### EXERCISE DIRECTIONS
Print the lines that run from the line with "filename src/report.rs" to the line with "right; font-size: 12px;", keeping both end lines, exactly as they appear in the entries below, and nothing else.

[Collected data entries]
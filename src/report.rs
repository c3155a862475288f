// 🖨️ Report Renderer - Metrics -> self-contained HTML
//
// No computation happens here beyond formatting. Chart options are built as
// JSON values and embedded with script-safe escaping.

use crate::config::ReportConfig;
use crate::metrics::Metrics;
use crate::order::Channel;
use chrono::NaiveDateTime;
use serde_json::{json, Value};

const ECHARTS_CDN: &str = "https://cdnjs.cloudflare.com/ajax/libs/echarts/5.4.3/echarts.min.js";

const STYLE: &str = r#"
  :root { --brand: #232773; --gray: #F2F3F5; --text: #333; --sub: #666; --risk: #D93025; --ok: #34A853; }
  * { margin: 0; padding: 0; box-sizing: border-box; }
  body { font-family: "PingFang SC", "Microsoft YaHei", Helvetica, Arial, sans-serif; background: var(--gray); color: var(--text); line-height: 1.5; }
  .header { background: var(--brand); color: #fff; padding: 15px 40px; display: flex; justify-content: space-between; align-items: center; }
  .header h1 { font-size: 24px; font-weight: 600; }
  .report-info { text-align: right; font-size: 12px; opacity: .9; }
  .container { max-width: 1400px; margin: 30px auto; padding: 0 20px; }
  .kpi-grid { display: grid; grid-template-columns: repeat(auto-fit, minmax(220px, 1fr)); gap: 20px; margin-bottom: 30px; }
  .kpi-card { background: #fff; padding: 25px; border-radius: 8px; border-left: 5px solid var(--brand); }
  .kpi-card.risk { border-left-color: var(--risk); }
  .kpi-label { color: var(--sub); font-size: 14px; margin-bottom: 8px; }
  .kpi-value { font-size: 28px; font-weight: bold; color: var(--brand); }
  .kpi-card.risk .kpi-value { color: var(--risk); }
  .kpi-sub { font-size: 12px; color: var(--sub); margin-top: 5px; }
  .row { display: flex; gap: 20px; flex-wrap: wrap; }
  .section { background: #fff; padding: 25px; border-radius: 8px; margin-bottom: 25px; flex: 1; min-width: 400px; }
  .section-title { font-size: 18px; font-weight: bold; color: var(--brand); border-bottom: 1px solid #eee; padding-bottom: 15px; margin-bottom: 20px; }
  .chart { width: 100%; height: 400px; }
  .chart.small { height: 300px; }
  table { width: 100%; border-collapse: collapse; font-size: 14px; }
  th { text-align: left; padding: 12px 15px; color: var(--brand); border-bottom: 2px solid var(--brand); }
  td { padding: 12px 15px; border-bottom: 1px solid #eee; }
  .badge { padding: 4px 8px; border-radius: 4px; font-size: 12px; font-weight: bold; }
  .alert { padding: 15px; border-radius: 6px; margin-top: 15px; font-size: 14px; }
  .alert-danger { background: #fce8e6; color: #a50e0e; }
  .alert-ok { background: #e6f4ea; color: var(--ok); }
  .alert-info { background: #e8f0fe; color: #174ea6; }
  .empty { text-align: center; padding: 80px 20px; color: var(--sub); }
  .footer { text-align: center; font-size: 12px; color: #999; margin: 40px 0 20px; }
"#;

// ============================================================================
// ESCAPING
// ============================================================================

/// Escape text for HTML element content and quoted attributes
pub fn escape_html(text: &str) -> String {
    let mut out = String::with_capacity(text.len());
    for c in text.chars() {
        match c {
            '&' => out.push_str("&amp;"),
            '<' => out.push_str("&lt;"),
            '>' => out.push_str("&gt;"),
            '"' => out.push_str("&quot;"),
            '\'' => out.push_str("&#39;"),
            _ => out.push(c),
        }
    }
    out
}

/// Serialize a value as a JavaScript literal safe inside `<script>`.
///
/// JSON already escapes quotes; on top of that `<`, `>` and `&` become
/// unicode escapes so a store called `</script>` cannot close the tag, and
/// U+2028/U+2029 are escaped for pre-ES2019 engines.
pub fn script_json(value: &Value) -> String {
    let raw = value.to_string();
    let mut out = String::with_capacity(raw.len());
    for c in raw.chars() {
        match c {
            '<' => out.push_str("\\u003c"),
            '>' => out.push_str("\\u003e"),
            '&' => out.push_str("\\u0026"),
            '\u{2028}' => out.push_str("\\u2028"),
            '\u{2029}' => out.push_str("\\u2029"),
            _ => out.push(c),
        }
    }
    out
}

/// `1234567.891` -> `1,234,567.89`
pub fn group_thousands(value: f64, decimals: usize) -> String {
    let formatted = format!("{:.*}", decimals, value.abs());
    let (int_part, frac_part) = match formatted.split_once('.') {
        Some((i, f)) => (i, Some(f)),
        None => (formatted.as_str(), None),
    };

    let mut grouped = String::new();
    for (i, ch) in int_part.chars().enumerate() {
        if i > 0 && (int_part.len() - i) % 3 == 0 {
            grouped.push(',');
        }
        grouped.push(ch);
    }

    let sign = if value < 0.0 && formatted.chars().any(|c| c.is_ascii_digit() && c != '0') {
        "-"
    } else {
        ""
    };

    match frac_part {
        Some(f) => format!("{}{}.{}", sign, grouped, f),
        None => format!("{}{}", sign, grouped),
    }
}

==

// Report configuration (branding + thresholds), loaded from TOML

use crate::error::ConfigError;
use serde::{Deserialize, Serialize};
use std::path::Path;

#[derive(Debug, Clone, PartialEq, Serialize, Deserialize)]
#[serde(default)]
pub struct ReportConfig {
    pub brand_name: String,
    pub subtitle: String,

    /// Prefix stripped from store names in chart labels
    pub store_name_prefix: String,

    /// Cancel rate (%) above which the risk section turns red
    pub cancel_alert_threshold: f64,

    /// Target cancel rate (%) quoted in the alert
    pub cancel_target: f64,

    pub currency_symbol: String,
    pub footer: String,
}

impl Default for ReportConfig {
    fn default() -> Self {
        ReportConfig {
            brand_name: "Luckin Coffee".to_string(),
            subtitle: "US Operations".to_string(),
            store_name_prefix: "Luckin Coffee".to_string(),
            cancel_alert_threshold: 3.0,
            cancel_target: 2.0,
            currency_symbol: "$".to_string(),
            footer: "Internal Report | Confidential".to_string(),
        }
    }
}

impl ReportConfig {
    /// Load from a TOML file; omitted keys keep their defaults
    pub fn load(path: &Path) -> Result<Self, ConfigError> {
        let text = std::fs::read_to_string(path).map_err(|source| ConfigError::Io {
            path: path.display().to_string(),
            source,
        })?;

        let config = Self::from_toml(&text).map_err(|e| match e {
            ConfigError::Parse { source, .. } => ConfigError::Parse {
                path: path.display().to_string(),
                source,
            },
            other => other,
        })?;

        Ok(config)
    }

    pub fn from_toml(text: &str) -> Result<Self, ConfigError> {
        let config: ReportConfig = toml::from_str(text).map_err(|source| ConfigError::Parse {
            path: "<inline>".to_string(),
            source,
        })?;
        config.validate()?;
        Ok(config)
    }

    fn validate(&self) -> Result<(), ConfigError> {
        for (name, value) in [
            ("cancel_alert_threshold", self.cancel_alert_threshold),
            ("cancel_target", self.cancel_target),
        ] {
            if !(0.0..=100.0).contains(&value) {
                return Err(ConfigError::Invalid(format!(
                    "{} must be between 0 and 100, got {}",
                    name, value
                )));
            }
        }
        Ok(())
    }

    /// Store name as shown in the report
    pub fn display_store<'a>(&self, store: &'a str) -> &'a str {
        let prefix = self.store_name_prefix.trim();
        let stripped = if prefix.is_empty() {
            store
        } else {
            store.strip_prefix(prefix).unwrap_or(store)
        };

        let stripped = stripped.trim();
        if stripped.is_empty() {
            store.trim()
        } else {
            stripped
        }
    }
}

==

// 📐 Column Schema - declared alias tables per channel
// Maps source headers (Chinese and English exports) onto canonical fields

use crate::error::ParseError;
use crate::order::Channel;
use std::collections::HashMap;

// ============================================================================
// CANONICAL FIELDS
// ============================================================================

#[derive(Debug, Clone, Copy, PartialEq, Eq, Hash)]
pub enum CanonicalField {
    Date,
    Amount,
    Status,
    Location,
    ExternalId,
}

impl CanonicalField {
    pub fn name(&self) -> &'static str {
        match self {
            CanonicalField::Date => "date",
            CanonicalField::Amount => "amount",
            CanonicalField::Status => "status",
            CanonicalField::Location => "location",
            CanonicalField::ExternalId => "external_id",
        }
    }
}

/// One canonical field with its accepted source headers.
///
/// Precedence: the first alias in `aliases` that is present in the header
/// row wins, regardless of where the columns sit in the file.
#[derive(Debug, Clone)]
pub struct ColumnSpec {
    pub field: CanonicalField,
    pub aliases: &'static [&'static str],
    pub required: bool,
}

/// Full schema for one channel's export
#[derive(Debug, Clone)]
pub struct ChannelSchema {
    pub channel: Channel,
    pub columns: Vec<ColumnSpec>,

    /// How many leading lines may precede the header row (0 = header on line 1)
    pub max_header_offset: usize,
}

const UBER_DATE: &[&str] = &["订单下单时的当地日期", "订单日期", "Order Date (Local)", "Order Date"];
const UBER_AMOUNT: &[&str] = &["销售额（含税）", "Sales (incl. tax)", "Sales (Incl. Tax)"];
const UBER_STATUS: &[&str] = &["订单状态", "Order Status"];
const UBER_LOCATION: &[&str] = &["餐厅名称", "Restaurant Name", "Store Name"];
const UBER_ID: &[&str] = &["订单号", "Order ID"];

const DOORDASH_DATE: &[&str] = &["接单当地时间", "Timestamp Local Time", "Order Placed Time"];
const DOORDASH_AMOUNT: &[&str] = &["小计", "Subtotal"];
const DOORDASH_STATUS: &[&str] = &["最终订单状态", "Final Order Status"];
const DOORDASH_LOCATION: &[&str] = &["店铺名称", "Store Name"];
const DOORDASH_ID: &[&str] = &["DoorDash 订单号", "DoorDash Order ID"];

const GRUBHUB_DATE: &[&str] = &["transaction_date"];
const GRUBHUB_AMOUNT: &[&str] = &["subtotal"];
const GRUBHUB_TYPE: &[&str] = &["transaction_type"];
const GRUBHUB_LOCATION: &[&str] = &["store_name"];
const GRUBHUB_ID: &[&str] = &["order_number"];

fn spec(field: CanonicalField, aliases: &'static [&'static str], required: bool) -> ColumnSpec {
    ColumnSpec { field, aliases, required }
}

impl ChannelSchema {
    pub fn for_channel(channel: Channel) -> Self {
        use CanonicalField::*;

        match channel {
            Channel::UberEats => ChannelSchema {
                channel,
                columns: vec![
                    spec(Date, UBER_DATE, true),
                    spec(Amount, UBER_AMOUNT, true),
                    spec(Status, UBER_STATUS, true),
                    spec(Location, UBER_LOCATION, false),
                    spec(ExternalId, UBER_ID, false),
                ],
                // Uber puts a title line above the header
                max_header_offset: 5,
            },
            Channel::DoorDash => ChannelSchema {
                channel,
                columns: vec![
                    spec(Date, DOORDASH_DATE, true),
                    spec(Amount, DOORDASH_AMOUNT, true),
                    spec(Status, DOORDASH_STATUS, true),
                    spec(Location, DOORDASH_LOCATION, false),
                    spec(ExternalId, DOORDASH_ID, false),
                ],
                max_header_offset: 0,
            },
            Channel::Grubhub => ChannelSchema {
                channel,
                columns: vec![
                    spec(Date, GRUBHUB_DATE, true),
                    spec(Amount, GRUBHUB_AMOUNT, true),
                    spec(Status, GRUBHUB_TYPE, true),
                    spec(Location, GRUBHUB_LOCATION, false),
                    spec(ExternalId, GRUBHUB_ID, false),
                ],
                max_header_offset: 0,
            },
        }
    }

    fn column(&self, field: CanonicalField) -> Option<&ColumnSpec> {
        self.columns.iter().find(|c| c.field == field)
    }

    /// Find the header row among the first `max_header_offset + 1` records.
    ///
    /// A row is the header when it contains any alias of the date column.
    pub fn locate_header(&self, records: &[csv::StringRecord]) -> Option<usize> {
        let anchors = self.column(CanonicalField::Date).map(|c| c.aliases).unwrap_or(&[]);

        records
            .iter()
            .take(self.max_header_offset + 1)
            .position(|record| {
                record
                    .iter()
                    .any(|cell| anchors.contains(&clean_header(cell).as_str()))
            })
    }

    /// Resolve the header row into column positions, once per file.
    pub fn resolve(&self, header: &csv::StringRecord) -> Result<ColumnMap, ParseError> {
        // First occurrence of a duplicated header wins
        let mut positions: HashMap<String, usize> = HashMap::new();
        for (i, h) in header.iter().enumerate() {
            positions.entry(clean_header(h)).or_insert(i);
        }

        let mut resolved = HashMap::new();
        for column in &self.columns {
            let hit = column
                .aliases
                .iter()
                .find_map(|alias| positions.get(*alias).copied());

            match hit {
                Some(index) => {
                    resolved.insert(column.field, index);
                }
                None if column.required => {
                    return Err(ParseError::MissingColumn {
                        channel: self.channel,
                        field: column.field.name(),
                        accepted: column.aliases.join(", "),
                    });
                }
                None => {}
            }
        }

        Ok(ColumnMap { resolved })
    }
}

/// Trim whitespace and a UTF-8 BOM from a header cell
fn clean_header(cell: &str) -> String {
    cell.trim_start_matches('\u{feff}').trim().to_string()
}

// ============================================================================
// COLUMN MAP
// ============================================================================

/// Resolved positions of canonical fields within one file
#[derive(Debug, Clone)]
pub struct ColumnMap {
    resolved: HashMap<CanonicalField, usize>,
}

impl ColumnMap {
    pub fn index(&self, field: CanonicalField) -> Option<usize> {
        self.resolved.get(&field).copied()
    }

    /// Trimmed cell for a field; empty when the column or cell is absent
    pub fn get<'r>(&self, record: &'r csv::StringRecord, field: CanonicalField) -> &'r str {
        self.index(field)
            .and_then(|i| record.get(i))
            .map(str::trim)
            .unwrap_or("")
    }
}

### EXERCISE OUTPUT
filename src/report.rs
repository c3155a862475288f
// 🖨️ Report Renderer - Metrics -> self-contained HTML
//
// No computation happens here beyond formatting. Chart options are built as
// JSON values and embedded with script-safe escaping.

use crate::config::ReportConfig;
use crate::metrics::Metrics;
use crate::order::Channel;
use chrono::NaiveDateTime;
use serde_json::{json, Value};

const ECHARTS_CDN: &str = "https://cdnjs.cloudflare.com/ajax/libs/echarts/5.4.3/echarts.min.js";

const STYLE: &str = r#"
  :root { --brand: #232773; --gray: #F2F3F5; --text: #333; --sub: #666; --risk: #D93025; --ok: #34A853; }
  * { margin: 0; padding: 0; box-sizing: border-box; }
  body { font-family: "PingFang SC", "Microsoft YaHei", Helvetica, Arial, sans-serif; background: var(--gray); color: var(--text); line-height: 1.5; }
  .header { background: var(--brand); color: #fff; padding: 15px 40px; display: flex; justify-content: space-between; align-items: center; }
  .header h1 { font-size: 24px; font-weight: 600; }
  .report-info { text-align: right; font-size: 12px; opacity: .9; }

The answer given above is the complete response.